With the efforts of his team at Halliburton, Murphy said the company is developing a prediction tool and other intelligent advancements to mitigate the risks of well interference.

“We’ve seen that if we go back in and recharge that parent well with a fluid—it’s not just pumping and it’s all good. We take the regional completion record from that parent well and, utilizing our machine learning and other intelligent algorithms, we’re trying to understand what the optimal volume is to pump into that well to basically recharge that rock. We’ve seen evidence that when we are fracking beside a charged up formation then that frac will tend to grow more symmetrical giving the child well the ability to produce to its full potential,” he said.

The time of the parent well being on production, distance between the child and parent well, and even surrounding geology are some of the anticipated functions of the prediction tool, which Murphy said will help yield interesting results and provide child protection.

“We understand that different rocks will transmit energy different, so what occurs in the Bakken may not occur in the Marcellus or in the Eagle Ford, so getting an intelligent algorithm together that can predict that is a first step,” he said.

Simultaneously, the data curated from the deployed technology is not only easing jobs, but also adding steam to the “rig of the future” train.

“I think going down the remote path is a humongous benefit for not only the service provider, but also for the operator. The way its set up now with the rig of the future basically being in reach, it’s going to be a smooth transition to continue this path,” Czerneski said. “By doing stuff remote, you now have somebody that’s a little more valuable. They can watch over more rigs, get more experience real-time, and see more lessons learned on a broader spectrum as opposed to just being siloed.”

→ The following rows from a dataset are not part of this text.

#[cfg(test)]
mod tests {
    use std::time::Duration;

    use crossbeam_channel::{unbounded, Sender};

    use super::*;

    struct Rig {
        controller: Controller,
        pending_tx: Sender<Request>,
        shutdown_tx: Sender<()>,
        changes: Receiver<StateChange>,
    }

    fn rig(capacity: usize) -> Rig {
        let (pending_tx, pending_rx) = unbounded();
        let (shutdown_tx, shutdown_rx) = unbounded();
        let (state_change_tx, changes) = unbounded();
        let settings = ElevatorSettings {
            capacity,
            total_floors: 15,
            floor_travel_time: Duration::ZERO,
            door_open_time: Duration::ZERO,
            idle_poll: Duration::from_millis(5),
        };
        let controller = Controller::new(
            ElevatorState::new(0),
            settings,
            Inbox { pending_rx, queued: Arc::new(AtomicUsize::new(0)) },
            shutdown_rx,
            state_change_tx,
            Arc::new(RwLock::new(ElevatorStatus::new(0))),
            Arc::new(FloorOccupancy::new(15)),
        );
        Rig { controller, pending_tx, shutdown_tx, changes }
    }

    fn request(call: u8, target: u8) -> Request {
        Request::between(call, target, 15).unwrap()
    }

    fn door_floors(changes: &Receiver<StateChange>) -> Vec<u8> {
        changes
            .try_iter()
            .filter(|change| change.motion == MotionState::DoorsOpen)
            .map(|change| change.floor)
            .collect()
    }

    #[test]
    fn serves_a_single_request_from_idle() {
        let mut rig = rig(8);
        rig.pending_tx.send(request(4, 10)).unwrap();

        rig.controller.cycle().unwrap();

        assert_eq!(door_floors(&rig.changes), vec![4, 10]);
        assert_eq!(rig.controller.state.floor, 10);
        assert!(rig.controller.state.active.is_empty());
        assert_eq!(rig.controller.state.motion, MotionState::Stopped);
        assert_eq!(rig.controller.state.direction, Direction::Wait);
    }

    #[test]
    fn floors_change_one_at_a_time() {
        let mut rig = rig(8);
        rig.pending_tx.send(request(3, 0)).unwrap();

        rig.controller.cycle().unwrap();

        let floors: Vec<u8> = rig.changes.try_iter().map(|change| change.floor).collect();
        for pair in floors.windows(2) {
            assert!(pair[0].abs_diff(pair[1]) <= 1, "jumped from {} to {}", pair[0], pair[1]);
        }
        assert_eq!(rig.controller.state.floor, 0);
    }

    #[test]
    fn picks_up_on_the_way_without_turning() {
        let mut rig = rig(8);
        rig.controller.state.floor = 2;
        rig.controller.state.direction = Direction::Up;
        rig.controller.state.active.push(ActiveRequest::on_board(request(2, 8)));
        rig.controller.state.pending.push_back(request(5, 9));

        rig.controller.execute_route().unwrap();

        let changes: Vec<StateChange> = rig.changes.try_iter().collect();
        let doors: Vec<u8> = changes
            .iter()
            .filter(|change| change.motion == MotionState::DoorsOpen)
            .map(|change| change.floor)
            .collect();
        assert_eq!(doors, vec![5, 8, 9]);
        assert!(changes
            .iter()
            .take_while(|change| change.floor < 9)
            .all(|change| change.direction != Direction::Down));
    }

    #[test]
    fn request_at_current_floor_boards_immediately() {
        let mut rig = rig(8);
        rig.controller.state.floor = 6;
        rig.pending_tx.send(request(6, 2)).unwrap();

        rig.controller.cycle().unwrap();

        assert_eq!(door_floors(&rig.changes), vec![6, 2]);
        assert_eq!(rig.controller.state.floor, 2);
    }

    #[test]
    fn collects_passenger_before_delivering_them() {
        let mut rig = rig(8);
        rig.pending_tx.send(request(8, 2)).unwrap();

        rig.controller.cycle().unwrap();

        assert_eq!(door_floors(&rig.changes), vec![8, 2]);
    }

    #[test]
    fn full_car_leaves_passengers_pending() {
        let mut rig = rig(1);
        rig.controller.state.floor = 2;
        rig.controller.state.direction = Direction::Up;
        rig.controller.state.active.push(ActiveRequest::on_board(request(2, 8)));
        rig.controller.state.pending.push_back(request(5, 9));

        rig.controller.execute_route().unwrap();

        assert_eq!(door_floors(&rig.changes), vec![8]);
        assert_eq!(rig.controller.state.pending.len(), 1);

        // picked up on the next cycle once the car is free
        rig.controller.cycle().unwrap();
        assert_eq!(door_floors(&rig.changes), vec![5, 9]);
        assert!(rig.controller.state.pending.is_empty());
    }

    #[test]
    fn opposite_direction_waits_for_a_later_route() {
        let mut rig = rig(8);
        rig.controller.state.floor = 2;
        rig.controller.state.direction = Direction::Up;
        rig.controller.state.active.push(ActiveRequest::on_board(request(2, 8)));
        rig.controller.state.pending.push_back(request(5, 1));

        rig.controller.execute_route().unwrap();
        assert_eq!(door_floors(&rig.changes), vec![8]);

        rig.controller.cycle().unwrap();
        assert_eq!(door_floors(&rig.changes), vec![5, 1]);
    }

    #[test]
    fn boarding_empties_the_floor() {
        let mut rig = rig(8);
        rig.controller.occupancy.add_passenger(4);
        rig.pending_tx.send(request(4, 10)).unwrap();

        rig.controller.cycle().unwrap();

        assert_eq!(rig.controller.occupancy.passenger_count(4), 0);
    }

    #[test]
    fn snapshot_follows_the_loop() {
        let mut rig = rig(8);
        rig.pending_tx.send(request(1, 3)).unwrap();
        rig.controller.cycle().unwrap();

        let status = rig.controller.status.read().clone();
        assert_eq!(status.floor, 3);
        assert!(status.is_idle());
        assert_eq!(status.active_count(), 0);
    }

    #[test]
    fn idle_poll_times_out_without_work() {
        let mut rig = rig(8);
        assert_eq!(rig.controller.cycle(), Ok(()));
        assert!(rig.controller.state.active.is_empty());
        assert!(rig.controller.status.read().is_idle());
    }

    #[test]
    fn shutdown_stops_travel_between_floors() {
        let mut rig = rig(8);
        rig.controller.state.direction = Direction::Up;
        rig.controller.state.active.push(ActiveRequest::on_board(request(0, 9)));
        drop(rig.shutdown_tx);

        assert_eq!(rig.controller.execute_route(), Err(Cancelled));
        assert_eq!(rig.controller.state.floor, 0);
        assert_eq!(rig.controller.state.active.len(), 1);
    }

    #[test]
    fn shutdown_while_doors_are_open() {
        let mut rig = rig(8);
        rig.controller.settings.door_open_time = Duration::from_secs(30);
        rig.controller.state.floor = 4;
        rig.controller.state.direction = Direction::Up;
        rig.controller.state.active.push(ActiveRequest::waiting(request(4, 10)));

        let shutdown_tx = rig.shutdown_tx;
        let closer = std::thread::spawn(move || {
            std::thread::sleep(Duration::from_millis(20));
            drop(shutdown_tx);
        });

        let started = std::time::Instant::now();
        assert_eq!(rig.controller.serve_stop(), Err(Cancelled));
        assert!(started.elapsed() < Duration::from_secs(10));
        closer.join().unwrap();

        assert_eq!(rig.controller.state.floor, 4);
        assert_eq!(rig.controller.state.motion, MotionState::DoorsOpen);
        assert!(rig.controller.state.active[0].boarded);
        assert_eq!(door_floors(&rig.changes), vec![4]);
    }

    #[test]
    fn drained_requests_are_published_before_they_leave_the_count() {
        let mut rig = rig(8);
        rig.controller.inbox.queued.store(2, Ordering::SeqCst);
        rig.pending_tx.send(request(9, 12)).unwrap();
        rig.pending_tx.send(request(3, 1)).unwrap();

        rig.controller.drain_pending();

        assert_eq!(rig.controller.status.read().pending_count, 2);
        assert_eq!(rig.controller.inbox.queued.load(Ordering::SeqCst), 0);
    }

    #[test]
    fn no_stopped_event_between_doors_and_the_next_leg() {
        let mut rig = rig(8);
        rig.pending_tx.send(request(4, 10)).unwrap();

        rig.controller.cycle().unwrap();

        let changes: Vec<StateChange> = rig.changes.try_iter().collect();
        let after_first_doors: Vec<MotionState> = changes
            .iter()
            .skip_while(|change| change.motion != MotionState::DoorsOpen)
            .skip(1)
            .map(|change| change.motion)
            .take_while(|&motion| motion != MotionState::DoorsOpen)
            .collect();
        assert!(after_first_doors.iter().all(|&motion| motion == MotionState::Moving));
        let last = changes.last().unwrap();
        assert_eq!((last.motion, last.direction), (MotionState::Stopped, Direction::Wait));
    }

    #[test]
    fn shutdown_while_idle() {
        let mut rig = rig(8);
        drop(rig.shutdown_tx);
        assert_eq!(rig.controller.cycle(), Err(Cancelled));
    }
}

More significantly, it levels out the dichotomy between the majors and smaller one-off operators, she said.

“Having service providers and actually utilizing them to give you the data and lessons learned…now suddenly everyone’s performing at the exact same playing field. It’s helping a lot of these smaller operators to be able to do what they want to do like drill and produce more wells because their efficiencies are right up there with all the major companies,” Czerneski added.

Between the efforts of Halliburton, Schlumberger, BHGE and Encino, the Appalachia will make a good point of reference for onlookers of other shale plays.